A secure email gateway or advanced spam filter is essential. These solutions scan all inbound (and outbound) emails looking for the signatures of spam and phishing emails. They will block emails from known malicious IP addresses, scan for malware, and analyze message content. Advanced solutions should be used that feature antivirus protection, sandboxing for detecting zero-day malware threats, and machine learning/AI algorithms for predicting new phishing attacks. Advanced malicious URL detection is also recommended, which rewrites URLs in emails and follows all redirects.
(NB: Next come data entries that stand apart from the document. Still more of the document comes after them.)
use std::io::prelude::*;

use crc32fast::Hasher;

use crate::{sink::ChunkSink, CodecError, CodecResult};

/// Writes every chunk it receives to an [`io::Write`](std::io::Write), counting bytes and
/// optionally computing a CRC32 of everything written.
///
/// Closing flushes the writer once; chunks added after that are rejected.
pub struct WriteSink<W> {
    inner: W,
    hasher: Option<Hasher>,
    count: u64,
    closed: bool,
}

impl<W> WriteSink<W> {
    pub fn new(inner: W) -> Self {
        Self::with_hasher(inner, None)
    }

    /// Creates a sink that also computes a CRC32 of the written bytes.
    pub fn with_crc(inner: W) -> Self {
        Self::with_hasher(inner, Some(Hasher::new()))
    }

    pub fn with_hasher(inner: W, hasher: Option<Hasher>) -> Self {
        Self {
            inner,
            hasher,
            count: 0,
            closed: false,
        }
    }

    /// Number of bytes written so far.
    pub fn position(&self) -> u64 {
        self.count
    }

    pub fn is_closed(&self) -> bool {
        self.closed
    }

    pub fn get_ref(&self) -> &W {
        &self.inner
    }

    pub fn get_mut(&mut self) -> &mut W {
        &mut self.inner
    }

    /// CRC32 of everything written so far, or 0 if no checksum is being computed.
    pub fn current_checksum(&self) -> u32 {
        self.hasher
            .clone()
            .map(|hasher| hasher.finalize())
            .unwrap_or(0)
    }

    /// Consumes the sink and returns the inner writer and the hasher.
    pub fn finalize(self) -> (W, Option<Hasher>) {
        (self.inner, self.hasher)
    }

    pub fn into_inner(self) -> W {
        self.inner
    }
}

impl<W: Write> ChunkSink for WriteSink<W> {
    fn add(&mut self, chunk: &[u8]) -> CodecResult<()> {
        if self.closed {
            return Err(CodecError::Closed);
        }
        self.inner.write_all(chunk)?;
        self.count += chunk.len() as u64;
        if let Some(hasher) = &mut self.hasher {
            hasher.update(chunk);
        }
        Ok(())
    }

    fn flush(&mut self) -> CodecResult<()> {
        self.inner.flush()?;
        Ok(())
    }

    fn close(&mut self) -> CodecResult<()> {
        if !self.closed {
            self.inner.flush()?;
            self.closed = true;
        }
        Ok(())
    }
}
A DNS filter should be used for blocking the web-based component of the attack. When an attempt is made to visit a phishing website, the DNS filter will provide time-of-click protection and will assess the content of the destination URL. A connection to the site will not be made of the website is malicious. DNS filters can also block downloads of malware from the Internet.

Multifactor authentication is vital for account protection. Any form of MFA is better than nothing, but organizations should implement phishing-resistant MFA, such as FIDO/ WebAuthn authentication or Public key infrastructure (PKI)-based MFA, or at least use number matching in MFA applications.

Phishing is successful as it exploits human weaknesses. Do not neglect the human element. You should provide your workforce with regular security awareness training to make employees aware of the threat and teach them how they can identify phishing attempts. Phishing simulations should also be conducted to reinforce training and identify weak links.